Human Rights

School shootings, abortions, and futures snuffed out

Barack ObamaThe majority of those who died today were children – beautiful little kids between the ages of five and ten years old. They had their entire lives ahead of them – birthdays, graduations, weddings, kids of their own.

So said President Barack Obama in his heartfelt reaction to the Connecticut school shooting that rent hearts and churned stomachs on Friday. For all the chattering class’s subsequent arguing about gun control, mental health screening, violent video games, school security, etc., the hard truth is that the crimes of a madman can’t always be predicted or prevented. Hopefully the victims’ families find some comfort in the president’s words, and hopefully the facts that eventually become clear will inform responsible measures to reduce the likelihood of future shootings.

But at the risk of being seen as politicizing the situation further, I can’t help but notice the incongruity of hearing these words from a man for whom killing “beautiful little kids” is a fundamental right and cherished political plank, when those kids happen to be inside a womb (or are just minutes past escaping one against their mothers’ wishes), rationalized away with the most halfhearted of reasoning.

Particularly striking is the way Obama framed the tragedy’s weight around the futures these children were robbed of – dreams that will never be realized, joys that will never be shared, experiences that will never be had, contributions that will never be given. Without realizing it, he was making one of the most underrated cases against the prenatal violence he champions. Abort73 summarizes Prof. Don Marquis’s Future Like Ours argument:

Instead of basing the morality of abortion on either of the above categories, he suggested that we address abortion within the larger discussion of the ethics of killing. That is, before we make any moral decisions about abortion, we should ask: what makes killing wrong in the first place? According to Marquis, killing is not wrong because it shows the killer to be barbaric nor because it leaves friends and relatives left behind saddened. Rather, killing is wrong primarily because of the effect it has on the victim. Killing deprives the victim of life. The loss of one’s life is the greatest possible loss anyone can suffer. It “deprives one of all the experiences, activities, projects, and enjoyments that would otherwise have constituted one’s future.” It is not merely changing the biological state of a victim from alive to dead that it is wrong, but the effect of that change on the victim’s future, which forever is taken away. In Marquis’ own words: “When I am killed, I am deprived both of what I now value which would have been part of my future personal life, but also what I would come to value.” His conclusion: what makes killing any adult human being wrong is “the loss of his or her future.”

Marquis adds that this explanation for the wrongness of killing should be preferred if it fits with our natural intuitions about killing and if there is no other better explanation. In addition, he finds his explanation to be supported by several considerations: (1) it explains why many regard killing as one of the worst crimes (i.e., killing is regarded as so horrible because of the great loss it causes); (2) it is incompatible with the view that it is only wrong to kill beings that are biologically human (i.e., it would be wrong to kill any being with a valuable future, like aliens and some animals); (3) it does not necessarily entail that euthanasia is wrong (since those who face an incurable future of pain would not lose a future of value); and (4) it accounts for the wrongness of killing newborns and infants (since they indeed have futures of value like adults).

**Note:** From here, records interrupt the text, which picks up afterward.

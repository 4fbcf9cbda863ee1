pub mod build_runner;
pub mod changelog_editor;
pub mod descriptor_editor;
pub mod interaction;
pub mod manifest_editor;
pub mod project_scanner;
pub mod version_control;

pub use build_runner::PackagingAgent;
pub use changelog_editor::ChangelogEditor;
pub use descriptor_editor::DescriptorEditor;
pub use interaction::ReleaseInteraction;
pub use manifest_editor::ManifestEditor;
pub use project_scanner::ProjectScannerAgent;
pub use version_control::VersionControlAgent;
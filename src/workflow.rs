use crate::agents::{
    ChangelogEditor, DescriptorEditor, ManifestEditor, PackagingAgent, ProjectScannerAgent,
    ReleaseInteraction, VersionControlAgent,
};
use crate::cli::PluginKind;
use crate::error::{ReleaseError, Result};
use crate::report::{BatchReport, ProjectOutcome};
use crate::version::{PlatformSelection, VersionSet};
use colored::Colorize;
use std::fs;
use std::path::{Path, PathBuf};

/// One line of the project list file. Fields after the first comma are
/// reserved and ignored.
#[derive(Debug, Clone, PartialEq, Eq)]
pub struct ProjectEntry {
    pub path: PathBuf,
}

/// Execute the release workflow over every project listed in the file.
pub fn execute_update(list_path: &Path, plugin_kind: Option<PluginKind>) -> Result<()> {
    println!("{}", "Starting plugin release process...".cyan().bold());

    let mut interaction = ReleaseInteraction::new();
    let selection = interaction.select_platforms()?;

    let entries = read_project_list(list_path)?;
    if entries.is_empty() {
        println!("{}", "The project list is empty, nothing to do.".yellow());
        return Ok(());
    }

    let mut report = BatchReport::new();

    for entry in entries {
        match process_project(&entry, &selection, plugin_kind, &mut interaction) {
            Ok(outcome) => report.record(outcome),
            Err(ReleaseError::UserCancelled) => {
                println!("{}", "Release run cancelled.".yellow());
                break;
            }
            // One project's failure never aborts the batch
            Err(e) => {
                eprintln!("{} {}", "✗".red(), e);
                report.record(ProjectOutcome::Failed {
                    plugin: entry_name(&entry),
                    reason: e.to_string(),
                });
            }
        }
    }

    if !report.is_empty() {
        report.print();
    }
    Ok(())
}

fn read_project_list(list_path: &Path) -> Result<Vec<ProjectEntry>> {
    let content = fs::read_to_string(list_path).map_err(|e| {
        ReleaseError::ProjectValidation(format!(
            "Failed to read project list '{}': {e}",
            list_path.display()
        ))
    })?;

    Ok(parse_project_list(&content))
}

fn parse_project_list(content: &str) -> Vec<ProjectEntry> {
    content
        .lines()
        .filter_map(|line| {
            let path = line.split(',').next().unwrap_or("").trim();
            if path.is_empty() {
                None
            } else {
                Some(ProjectEntry {
                    path: PathBuf::from(path),
                })
            }
        })
        .collect()
}

fn entry_name(entry: &ProjectEntry) -> String {
    entry
        .path
        .file_name()
        .map(|name| name.to_string_lossy().into_owned())
        .unwrap_or_else(|| entry.path.display().to_string())
}

/// One end-to-end update cycle for a single listed project.
fn process_project(
    entry: &ProjectEntry,
    selection: &PlatformSelection,
    plugin_kind: Option<PluginKind>,
    interaction: &mut ReleaseInteraction,
) -> Result<ProjectOutcome> {
    let name = entry_name(entry);

    println!("\n{}", format!("── {name} ──").cyan().bold());

    if !entry.path.exists() {
        println!(
            "{}",
            format!("✗ Path '{}' does not exist", entry.path.display()).red()
        );
        return Ok(ProjectOutcome::Skipped {
            plugin: name,
            reason: "directory not found".into(),
        });
    }

    let info = ProjectScannerAgent::new(&entry.path).validate()?;

    if !interaction.confirm(&format!("Update the plugin {name}?"))? {
        println!("{}", format!("Skipping {name}").dimmed());
        return Ok(ProjectOutcome::Skipped {
            plugin: name,
            reason: "declined".into(),
        });
    }

    let plugin_version = interaction.ask_plugin_version(&name)?;
    let versions = VersionSet::new(plugin_version, selection);

    println!("\n{}", "1. Synchronizing repository...".yellow());
    let git = VersionControlAgent::new(&info.project_path);
    if !info.has_git || !git.is_repo() {
        println!(
            "{}",
            format!("✗ '{}' is not a git repository", info.project_path.display()).red()
        );
        return Ok(ProjectOutcome::Failed {
            plugin: name,
            reason: "not a git repository".into(),
        });
    }
    if git.has_uncommitted_changes()? {
        println!(
            "{}",
            "⚠ Working tree has uncommitted changes, commit or stash them first".red()
        );
        return Ok(ProjectOutcome::Failed {
            plugin: name,
            reason: "uncommitted changes present".into(),
        });
    }
    git.sync()?;
    println!("{}", "✓ Repository is up to date".green());

    println!("\n{}", "2. Updating version metadata...".yellow());
    let edits: [(&str, Result<()>); 3] = [
        (
            "init.php",
            ManifestEditor::new(&info.manifest_path).update(&versions, selection.update_type),
        ),
        (
            "readme.txt",
            ChangelogEditor::new(&info.changelog_path).update(&versions, selection.update_type),
        ),
        (
            "package.json",
            DescriptorEditor::new(&info.descriptor_path).update(&versions.plugin),
        ),
    ];

    // A failed file is skipped and reported; siblings already written stay
    // as they are. No rollback.
    let mut edit_failures = 0;
    for (file, result) in edits {
        match result {
            Ok(()) => println!("{}", format!("✓ Updated {file}").green()),
            Err(e) => {
                edit_failures += 1;
                eprintln!("{}", format!("✗ {file}: {e}").red());
            }
        }
    }
    if edit_failures == 3 {
        return Ok(ProjectOutcome::Failed {
            plugin: name,
            reason: "no file could be updated".into(),
        });
    }

    println!("\n{}", "3. Review the resulting diff:".yellow());
    println!("{}", git.diff()?);

    let committed = if interaction.confirm("Commit, tag and push these changes now?")? {
        let message = git.commit_tag_push(&versions.plugin)?;
        println!("{}", format!("✓ Committed and tagged: {message}").green());
        true
    } else {
        println!(
            "{}",
            "Changes left uncommitted in the working tree.".yellow()
        );
        false
    };

    run_post_step(&info.project_path, plugin_kind)?;

    Ok(ProjectOutcome::Updated {
        plugin: name,
        version: versions.plugin,
        committed,
    })
}

fn run_post_step(project_path: &Path, plugin_kind: Option<PluginKind>) -> Result<()> {
    match plugin_kind {
        Some(PluginKind::Premium) => {
            println!("\n{}", "4. Running premium packaging step...".yellow());
            PackagingAgent::new(project_path).build_zip()?;
            println!("{}", "✓ Package built".green());
        }
        Some(PluginKind::Free) => {
            // Free-channel deployment (directory moves, asset sync) is still
            // a manual step.
            println!(
                "\n{}",
                "4. No automated post-step for free plugins yet".yellow()
            );
        }
        None => {}
    }
    Ok(())
}
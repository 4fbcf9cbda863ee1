use thiserror::Error;

#[derive(Error, Debug)]
pub enum ReleaseError {
    #[error("Project validation failed: {0}")]
    ProjectValidation(String),

    #[error("Invalid version: {0}")]
    VersionFormat(String),

    #[error("Git operation failed: {0}")]
    GitOperation(String),

    #[error("Packaging command failed: {0}")]
    Packaging(String),

    #[error("Manifest update failed: {0}")]
    ManifestUpdate(String),

    #[error("Changelog update failed: {0}")]
    ChangelogUpdate(String),

    #[error("Descriptor update failed: {0}")]
    DescriptorUpdate(String),

    #[error("Cancelled by user")]
    UserCancelled,

    #[error("IO error: {0}")]
    Io(#[from] std::io::Error),

    #[error("JSON error: {0}")]
    Json(#[from] serde_json::Error),
}

pub type Result<T> = std::result::Result<T, ReleaseError>;
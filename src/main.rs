mod agents;
mod cli;
mod error;
mod report;
mod version;
mod workflow;

use clap::Parser;
use cli::{Cli, TaskKind};
use colored::Colorize;
use std::process;

fn main() {
    let cli = Cli::parse();

    if cli.verbose {
        unsafe {
            std::env::set_var("PRB_VERBOSE", "1");
        }
    }

    let result = match (cli.file.as_deref(), cli.task) {
        (Some(file), Some(TaskKind::Update)) => workflow::execute_update(file, cli.type_plugins),
        _ => {
            eprintln!(
                "{} specify the project list with --file and the task with --task update",
                "Usage error:".red().bold()
            );
            process::exit(1);
        }
    };

    if let Err(e) = result {
        eprintln!("{} {}", "Error:".red().bold(), e);
        process::exit(1);
    }
}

Thus, if the primary reason for the wrongness of killing is that it deprives one of his or her future, then this has obvious implications for abortion. Every normal fetus, just like you or me, has “a set of experiences, projects, activities, and such which are identical with the futures of adult human beings and are identical with the futures of young children.” Since fetuses have a “future like ours,” then it follows that abortion is a serious moral wrong. Thus, it is not the category of “being human” or “being a person” that ultimately makes the moral difference in abortion, but the category of having “future like ours.” Just as it would be wrong to arbitrarily kill someone like you or me, since we have valuable futures full of a variety of experiences and enjoyments, it is equally wrong to kill fetuses, because they also have valuable futures. Lastly, under this theory abortion could only be justified if another life (e.g., the life of the mother) was threatened by not aborting.

However unending debate over value questions like ensoulment may be, it’s indisputable that unborn babies have futures every bit as unpredictable and potential-filled as Sandy Hook Elementary’s students, and that abortion takes them away just as surely as a hail of bullets. If the latter’s futures are valuable enough to make their deaths a travesty, then the same holds true for the former.

Yes, a school shooting is more horrific than an abortion because the former involves many tangential horrors the latter doesn’t – the fear and confusion of a victim who knows something is coming, the pain they perceive that many abortion victims don’t, and the emotional torment their loss inflicts upon their loved ones. But the core effect on both victims is the same.

Violence against our young is unthinkable to most of us, and it rightfully incur our deepest hostility…except for the ones we’ve deluded ourselves into thinking don’t count. If only the pain of events like Friday’s spurred us to reflect on all the “birthdays, graduations, weddings, [and] kids” we allow to be extinguished.